— EXERCISE REQUIREMENTS —
Keeping every word the same, return the listing from its first line until the line holding "use crate::http_server::HttpServerConfig;" has been returned as well.

BEGIN PROVIDED DATA

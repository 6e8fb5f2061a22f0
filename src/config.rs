//! Service configuration
//!
//! Loaded once at startup from a JSON file. Every field has a default, so
//! `{}` is a valid configuration.

use std::fs;
use std::path::{Path, PathBuf};

use serde::{Deserialize, Serialize};
use thiserror::Error;

use crate::http_server::HttpServerConfig;

/// Configuration errors
#[derive(Debug, Error)]
pub enum ConfigError {
    #[error("Failed to read config {path}: {source}")]
    Read {
        path: PathBuf,
        #[source]
        source: std::io::Error,
    },

    #[error("Invalid config JSON: {0}")]
    Parse(#[from] serde_json::Error),

    #[error("Invalid config: {0}")]
    Invalid(String),
}

pub type ConfigResult<T> = Result<T, ConfigError>;

/// Names of the backing database, used for log context
#[derive(Debug, Clone, PartialEq, Eq, Serialize, Deserialize)]
pub struct DatabaseConfig {
    #[serde(default = "default_project")]
    pub project: String,
    #[serde(default = "default_instance")]
    pub instance: String,
    #[serde(default = "default_database")]
    pub database: String,
}

fn default_project() -> String {
    "rcs-demo-test".to_string()
}
fn default_instance() -> String {
    "test-instance".to_string()
}
fn default_database() -> String {
    "test-database".to_string()
}

impl Default for DatabaseConfig {
    fn default() -> Self {
        Self {
            project: default_project(),
            instance: default_instance(),
            database: default_database(),
        }
    }
}

/// Log output settings
#[derive(Debug, Clone, PartialEq, Eq, Serialize, Deserialize)]
pub struct LogConfig {
    /// Filter directive, overridden by `RUST_LOG` (default: "info")
    #[serde(default = "default_log_level")]
    pub level: String,

    /// Emit JSON lines instead of human-readable output
    #[serde(default)]
    pub json: bool,
}

fn default_log_level() -> String {
    "info".to_string()
}

impl Default for LogConfig {
    fn default() -> Self {
        Self {
            level: default_log_level(),
            json: false,
        }
    }
}

/// Top-level service configuration
#[derive(Debug, Clone, PartialEq, Serialize, Deserialize)]
pub struct ServiceConfig {
    #[serde(default)]
    pub http: HttpServerConfig,

    #[serde(default)]
    pub database: DatabaseConfig,

    /// Table receiving frontdoor events (default: "frontdoor")
    #[serde(default = "default_frontdoor_table")]
    pub frontdoor_table: String,

    /// Table receiving product writes (default: "products")
    #[serde(default = "default_product_table")]
    pub product_table: String,

    /// Sink table accepted from topic events (default: "products")
    #[serde(default = "default_product_table")]
    pub sink_table: String,

    /// Topic validated events are forwarded to (default: "products-validated")
    #[serde(default = "default_forward_topic")]
    pub forward_topic: String,

    /// Directory of Avro schema documents loaded at startup
    #[serde(default)]
    pub schema_dir: Option<PathBuf>,

    #[serde(default)]
    pub log: LogConfig,
}

fn default_frontdoor_table() -> String {
    "frontdoor".to_string()
}
fn default_product_table() -> String {
    "products".to_string()
}
fn default_forward_topic() -> String {
    "products-validated".to_string()
}

impl Default for ServiceConfig {
    fn default() -> Self {
        Self {
            http: HttpServerConfig::default(),
            database: DatabaseConfig::default(),
            frontdoor_table: default_frontdoor_table(),
            product_table: default_product_table(),
            sink_table: default_product_table(),
            forward_topic: default_forward_topic(),
            schema_dir: None,
            log: LogConfig::default(),
        }
    }
}

impl ServiceConfig {
    /// Load and validate configuration from file
    pub fn load(path: &Path) -> ConfigResult<Self> {
        let content = fs::read_to_string(path).map_err(|source| ConfigError::Read {
            path: path.to_path_buf(),
            source,
        })?;
        Self::from_json(&content)
    }

    pub fn from_json(content: &str) -> ConfigResult<Self> {
        let config: ServiceConfig = serde_json::from_str(content)?;
        config.validate()?;
        Ok(config)
    }

    pub fn validate(&self) -> ConfigResult<()> {
        self.http.validate()?;

        let names = [
            ("frontdoor_table", &self.frontdoor_table),
            ("product_table", &self.product_table),
            ("sink_table", &self.sink_table),
            ("forward_topic", &self.forward_topic),
        ];
        for (key, value) in names {
            if value.trim().is_empty() {
                return Err(ConfigError::Invalid(format!("{} must not be empty", key)));
            }
        }

        Ok(())
    }
}

#[cfg(test)]
mod tests {
    use super::*;
    use std::io::Write;
    use tempfile::NamedTempFile;

    #[test]
    fn test_empty_object_uses_defaults() {
        let config = ServiceConfig::from_json("{}").unwrap();
        assert_eq!(config, ServiceConfig::default());
        assert_eq!(config.frontdoor_table, "frontdoor");
        assert_eq!(config.sink_table, "products");
        assert_eq!(config.forward_topic, "products-validated");
        assert_eq!(config.log.level, "info");
    }

    #[test]
    fn test_load_from_file() {
        let mut file = NamedTempFile::new().unwrap();
        write!(
            file,
            r#"{{"http": {{"port": 9090}}, "product_table": "catalog", "log": {{"json": true}}}}"#
        )
        .unwrap();

        let config = ServiceConfig::load(file.path()).unwrap();
        assert_eq!(config.http.port, 9090);
        assert_eq!(config.product_table, "catalog");
        assert!(config.log.json);
    }

    #[test]
    fn test_rejects_empty_names() {
        let err = ServiceConfig::from_json(r#"{"forward_topic": " "}"#).unwrap_err();
        assert!(err.to_string().contains("forward_topic"));
    }

    #[test]
    fn test_rejects_port_zero() {
        assert!(matches!(
            ServiceConfig::from_json(r#"{"http": {"port": 0}}"#),
            Err(ConfigError::Invalid(_))
        ));
    }

    #[test]
    fn test_rejects_bad_listener_settings() {
        assert!(ServiceConfig::from_json(r#"{"http": {"host": "shop.local"}}"#).is_err());
        assert!(ServiceConfig::from_json(r#"{"http": {"cors_origins": ["*"]}}"#).is_err());
        assert!(
            ServiceConfig::from_json(r#"{"http": {"host": "::1", "cors_origins": ["https://shop.example.com"]}}"#)
                .is_ok()
        );
    }

    #[test]
    fn test_missing_file() {
        assert!(matches!(
            ServiceConfig::load(Path::new("/nonexistent/retail-oms.json")),
            Err(ConfigError::Read { .. })
        ));
    }
}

END PROVIDED DATA

— ANSWER BOX —
repository 6e8fb5f2061a22f0
filename src/config.rs
//! Service configuration
//!
//! Loaded once at startup from a JSON file. Every field has a default, so
//! `{}` is a valid configuration.

use std::fs;
use std::path::{Path, PathBuf};

use serde::{Deserialize, Serialize};
use thiserror::Error;

use crate::http_server::HttpServerConfig;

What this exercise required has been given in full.